Faysal'ın aday olarak gösterilmesinde Lawrence'ın büyük rolü olmuş­tur. Felt-Mareşal Vizkon (Lord) Allenby'ın 15 Nisan 1921'de Lord Curzon'a Kahire'den gönderdiği kapalı bir telyazısından öğrendiğimize göre, Lawrence, Irak'taki İngiliz güdümüne ilişkin olarak Faysal'la uzun sü­ren gizli bir görüşme yapıyordu. Faysal, ananhatları açıklanan genel politi­kadan övgüyle söz ediyor ve kendisinin bundaki rolünü yerine getirmeye söz veriyordu. Hicaz'ın bir Vahabi saldırganlığına uğramaması koşuluyla, İngi­lizlerin güdüm koşulunu ve Bin Suud'la dostluk ilişkileri kurmayı kabulleni­yor; aynı zamanda, kendi kişisel personeli arasında bir İngiliz danışman bulunmasını diliyordu. Bu konuda Lawrence daha sonra açıklamada bulunu­yordu:
"O (Faysal), Irak halkının sorumlu bir hükümet kurmaya henüz lâyık olmadığını ve her iş yerel nalları insafına terkedilirse, bunun bir felâkete yol açacağım kabulleniyor. Bazan kendi halkına karşı İngiliz yardımına gereksinme duyacaktır ve daimi bir garnizon bulundur­mak konusundaki görüşünün, sonunda kabul edileceğini ümit et­mektedir... Seçilmesi gerçekleşince, kendisi ile Bin Suud arasında bir dostluk anlaşması hazırlamasını Sir Percy Cox'tan dileyecek ve üçüncü yan olarak babası (Hüseyin)'nı da bu anlaşmaya katmak için elinden geleni yapacaktır. Abdullah, Hüseyin'in, bu denli bir anlaş­maya yanaşması için sıkıştırıldığı her vakit isteri geçirerek istifa ettiğini öne sürüyor; bunun güç bir iş olacağı konusunda beni uyarı­yor"(38).

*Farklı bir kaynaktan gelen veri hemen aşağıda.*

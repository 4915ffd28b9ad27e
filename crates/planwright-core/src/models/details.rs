//! Package details: target market, pricing, duration and marketing copy.

use std::{collections::BTreeSet, fmt, str::FromStr};

use serde::{
    de::{self, Visitor},
    Deserialize, Deserializer, Serialize, Serializer,
};

/// Customer segments a package can be sold to.
///
/// Declaration order is the order used when a selection is rendered.
#[derive(Debug, Clone, Copy, PartialEq, Eq, PartialOrd, Ord, Hash, Serialize, Deserialize)]
pub enum Market {
    #[serde(rename = "SME")]
    Sme,
    Startup,
    Enterprise,
    Government,
    Education,
    Individual,
}

impl Market {
    /// Every selectable market, in display order.
    pub const ALL: [Market; 6] = [
        Market::Sme,
        Market::Startup,
        Market::Enterprise,
        Market::Government,
        Market::Education,
        Market::Individual,
    ];

    pub fn as_str(&self) -> &'static str {
        match self {
            Market::Sme => "SME",
            Market::Startup => "Startup",
            Market::Enterprise => "Enterprise",
            Market::Government => "Government",
            Market::Education => "Education",
            Market::Individual => "Individual",
        }
    }
}

impl FromStr for Market {
    type Err = String;

    fn from_str(s: &str) -> Result<Self, Self::Err> {
        Market::ALL
            .into_iter()
            .find(|market| market.as_str().eq_ignore_ascii_case(s.trim()))
            .ok_or_else(|| format!("Invalid market: {s}"))
    }
}

/// Currency code for the package price.
///
/// The three codes the sales team works with are named; anything else is
/// kept as an upper-cased free-text code.
#[derive(Debug, Clone, PartialEq, Eq, Default, Serialize, Deserialize)]
#[serde(try_from = "String", into = "String")]
pub enum Currency {
    #[default]
    Myr,
    Sgd,
    Usd,
    Other(String),
}

impl Currency {
    pub fn code(&self) -> &str {
        match self {
            Currency::Myr => "MYR",
            Currency::Sgd => "SGD",
            Currency::Usd => "USD",
            Currency::Other(code) => code,
        }
    }
}

impl FromStr for Currency {
    type Err = String;

    fn from_str(s: &str) -> Result<Self, Self::Err> {
        let code = s.trim().to_uppercase();
        match code.as_str() {
            "" => Err("Currency code cannot be empty".to_string()),
            "MYR" => Ok(Currency::Myr),
            "SGD" => Ok(Currency::Sgd),
            "USD" => Ok(Currency::Usd),
            _ => Ok(Currency::Other(code)),
        }
    }
}

impl TryFrom<String> for Currency {
    type Error = String;

    fn try_from(value: String) -> Result<Self, Self::Error> {
        value.parse()
    }
}

impl From<Currency> for String {
    fn from(value: Currency) -> Self {
        value.code().to_string()
    }
}

/// Unit of a plan duration.
#[derive(Debug, Clone, Copy, PartialEq, Eq, Default, Serialize, Deserialize)]
#[serde(rename_all = "lowercase")]
pub enum DurationUnit {
    #[default]
    Day,
    Month,
    Year,
}

impl DurationUnit {
    /// Singular unit name.
    pub fn as_str(&self) -> &'static str {
        match self {
            DurationUnit::Day => "day",
            DurationUnit::Month => "month",
            DurationUnit::Year => "year",
        }
    }
}

impl FromStr for DurationUnit {
    type Err = String;

    fn from_str(s: &str) -> Result<Self, Self::Err> {
        match s.trim().to_lowercase().as_str() {
            "day" | "days" => Ok(DurationUnit::Day),
            "month" | "months" => Ok(DurationUnit::Month),
            "year" | "years" => Ok(DurationUnit::Year),
            _ => Err(format!("Invalid duration unit: {s}")),
        }
    }
}

/// A numeric form field as typed by the operator.
///
/// `Empty` means nothing has been entered yet, which is not the same as an
/// entered `0`. The raw text is kept so validation can report what was
/// actually typed.
#[derive(Debug, Clone, PartialEq, Eq, Default)]
pub enum NumericInput {
    #[default]
    Empty,
    Entered(String),
}

impl NumericInput {
    pub fn is_empty(&self) -> bool {
        matches!(self, NumericInput::Empty)
    }

    /// The trimmed text, if anything was entered.
    pub fn as_text(&self) -> Option<&str> {
        match self {
            NumericInput::Empty => None,
            NumericInput::Entered(text) => Some(text.as_str()),
        }
    }

    /// The entered value as a finite number.
    pub fn as_f64(&self) -> Option<f64> {
        self.as_text()
            .and_then(|text| text.parse::<f64>().ok())
            .filter(|value| value.is_finite())
    }

    /// The entered value as a non-negative whole number.
    ///
    /// `"30"` and `"30.0"` both yield 30; `"2.5"` and `"-1"` yield `None`.
    pub fn as_whole(&self) -> Option<u32> {
        self.as_f64()
            .filter(|value| *value >= 0.0 && value.fract() == 0.0 && *value <= f64::from(u32::MAX))
            .map(|value| value as u32)
    }

    /// Rewrite an entered number to its canonical text form.
    ///
    /// Unparseable text is left untouched so it keeps failing validation
    /// the same way.
    pub fn normalized(&self) -> Self {
        match self.as_f64() {
            Some(value) => NumericInput::Entered(value.to_string()),
            None => self.clone(),
        }
    }
}

impl From<&str> for NumericInput {
    fn from(text: &str) -> Self {
        let trimmed = text.trim();
        if trimmed.is_empty() {
            NumericInput::Empty
        } else {
            NumericInput::Entered(trimmed.to_string())
        }
    }
}

impl From<String> for NumericInput {
    fn from(text: String) -> Self {
        NumericInput::from(text.as_str())
    }
}

impl From<u32> for NumericInput {
    fn from(value: u32) -> Self {
        NumericInput::Entered(value.to_string())
    }
}

impl From<f64> for NumericInput {
    fn from(value: f64) -> Self {
        NumericInput::Entered(value.to_string())
    }
}

impl Serialize for NumericInput {
    fn serialize<S: Serializer>(&self, serializer: S) -> Result<S::Ok, S::Error> {
        match self {
            NumericInput::Empty => serializer.serialize_none(),
            NumericInput::Entered(text) => serializer.serialize_str(text),
        }
    }
}

struct NumericInputVisitor;

impl<'de> Visitor<'de> for NumericInputVisitor {
    type Value = NumericInput;

    fn expecting(&self, f: &mut fmt::Formatter<'_>) -> fmt::Result {
        f.write_str("a number, a numeric string, or null")
    }

    fn visit_unit<E: de::Error>(self) -> Result<Self::Value, E> {
        Ok(NumericInput::Empty)
    }

    fn visit_none<E: de::Error>(self) -> Result<Self::Value, E> {
        Ok(NumericInput::Empty)
    }

    fn visit_some<D: Deserializer<'de>>(self, deserializer: D) -> Result<Self::Value, D::Error> {
        deserializer.deserialize_any(NumericInputVisitor)
    }

    fn visit_str<E: de::Error>(self, v: &str) -> Result<Self::Value, E> {
        Ok(NumericInput::from(v))
    }

    fn visit_u64<E: de::Error>(self, v: u64) -> Result<Self::Value, E> {
        Ok(NumericInput::Entered(v.to_string()))
    }

    fn visit_i64<E: de::Error>(self, v: i64) -> Result<Self::Value, E> {
        Ok(NumericInput::Entered(v.to_string()))
    }

    fn visit_f64<E: de::Error>(self, v: f64) -> Result<Self::Value, E> {
        Ok(NumericInput::Entered(v.to_string()))
    }
}

impl<'de> Deserialize<'de> for NumericInput {
    fn deserialize<D: Deserializer<'de>>(deserializer: D) -> Result<Self, D::Error> {
        deserializer.deserialize_any(NumericInputVisitor)
    }
}

/// How long a purchased package lasts.
#[derive(Debug, Clone, PartialEq, Eq, Default, Serialize, Deserialize)]
pub struct PlanDuration {
    #[serde(default)]
    pub magnitude: NumericInput,
    #[serde(default)]
    pub unit: DurationUnit,
}

impl PlanDuration {
    pub fn new(magnitude: u32, unit: DurationUnit) -> Self {
        Self {
            magnitude: NumericInput::from(magnitude),
            unit,
        }
    }
}

/// AI-suggested rewrites of the marketing copy.
///
/// These live next to the operator's originals and never replace them
/// unless the operator applies a suggestion.
#[derive(Debug, Clone, PartialEq, Eq, Default, Serialize, Deserialize)]
#[serde(rename_all = "camelCase")]
pub struct Refinements {
    #[serde(default, skip_serializing_if = "Option::is_none")]
    pub description: Option<String>,
    #[serde(default, skip_serializing_if = "Option::is_none")]
    pub benefits: Option<String>,
    #[serde(default, skip_serializing_if = "Option::is_none")]
    pub selling_points: Option<String>,
}

impl Refinements {
    pub fn is_empty(&self) -> bool {
        self.description.is_none() && self.benefits.is_none() && self.selling_points.is_none()
    }

    /// Overlay `other` on top of `self`; fields absent in `other` are kept.
    pub fn merge(&mut self, other: Refinements) {
        if other.description.is_some() {
            self.description = other.description;
        }
        if other.benefits.is_some() {
            self.benefits = other.benefits;
        }
        if other.selling_points.is_some() {
            self.selling_points = other.selling_points;
        }
    }
}

/// Commercial details of a package.
#[derive(Debug, Clone, PartialEq, Eq, Default, Serialize, Deserialize)]
#[serde(rename_all = "camelCase")]
pub struct PackageDetails {
    #[serde(default)]
    pub target_market: BTreeSet<Market>,
    #[serde(default)]
    pub price: NumericInput,
    #[serde(default)]
    pub currency: Currency,
    #[serde(default)]
    pub duration: PlanDuration,
    /// One benefit per line
    #[serde(default)]
    pub benefits: String,
    /// One selling point per line
    #[serde(default)]
    pub selling_points: String,
    #[serde(default, skip_serializing_if = "Refinements::is_empty")]
    pub refined: Refinements,
}

impl PackageDetails {
    pub fn benefit_items(&self) -> impl Iterator<Item = &str> {
        split_items(&self.benefits)
    }

    pub fn selling_point_items(&self) -> impl Iterator<Item = &str> {
        split_items(&self.selling_points)
    }
}

/// Split a newline-delimited list into trimmed, non-empty items.
pub fn split_items(text: &str) -> impl Iterator<Item = &str> {
    text.lines().map(str::trim).filter(|line| !line.is_empty())
}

Lawrence 1918 yılı sonlarında ve 1919 yılı başlarında, Fransa ile Suriye konu­sunda bir anlaşmaya varması için Faysal üzerinde etkisini kullanmak ama­cıyla, İngiltere Dışişleri Bakanlığınca kullanıldığı gibi, şimdi de, mali yardım konusunda Kral Hüseyin'le yapılan görüşmelerde aynı amaçla Churchill ta­rafından kullanılıyordu(39).
Lawrence, Sömürgeler Bakanlığında görevli iken, Kudüs'teki İngiliz Pis­koposu Dr. Mclnnes, Horace M. Kallon tarafından yayımlanan Zionism and World Politics (Siyonizm ve Dünya Politikası) adlı yapıtta geçen bir pasajdan çok rahatsız oluyordu. Kallon, sözü geçen yapıtında, Filistin'deki askeri ida­reden yakmıyor; idarecilerin, Musevilerin Filistin'e yerleştirilmelerini kabul­lenen Balfour Deklarasyonu'nu sabote ettiklerini ve bir olup-bitti biçiminde kendi programlarını uyguladıklarını öne sürüyor, şöyle diyordu:
"Bu konuda, yüksek rütbeli yetkililer arasındaki Musevi düşmanlığı­nın ve onların alandaki küçük rütbeli memurların bilgisizlik, ahmak­lık ve yeteneksizliklerinin rolü büyük olmuştur. Balfour Deklarasyonu'nun varlığının onlara resmen bildirilmemiş olması buna yardıma olmuştur, Albay Lawrence'ın Dr. Weizmann'a açıkladığı gibi, misyo­ner çıkarları bulunan Piskoposluk ilçesinin Musevilere karşı propa­ganda örgütlenmesi de buna yardımcı olmuştur".
İngiliz piskoposu, 15 Aralık 1921 'de Lawrence'a gönderdiği yazıda, ona (Lawrence'a) atfedilen demeci yalanlamaya çağırıyor ve aralarında yapılacak yazışmaları basında yayınlamak gereğini duyabileceğini bildiriyordu. Anlaşı­lan, Lawrence, piskoposa 2 Şubat 1922'de karşılık veriyor ve Filistin'deki İn­giliz Yüksek Komiseri Sir Herbert Samuel'e başvurmasını salık veriyordu. 10 Mayıs 1922'de bir açıklama yayınlayan Winston Churchill, "söz konusu ya­pıtın, Albay Lawrence Sömürgeler Bakanlığının bir üyesi olarak atanmadan önce yayınlanmış bulunduğunu ve dolayısıyla, yazarın ona atfetmiş olduğu görüşlerin bu Bakanlığı ilgilendirmediğini" bildiriyordu.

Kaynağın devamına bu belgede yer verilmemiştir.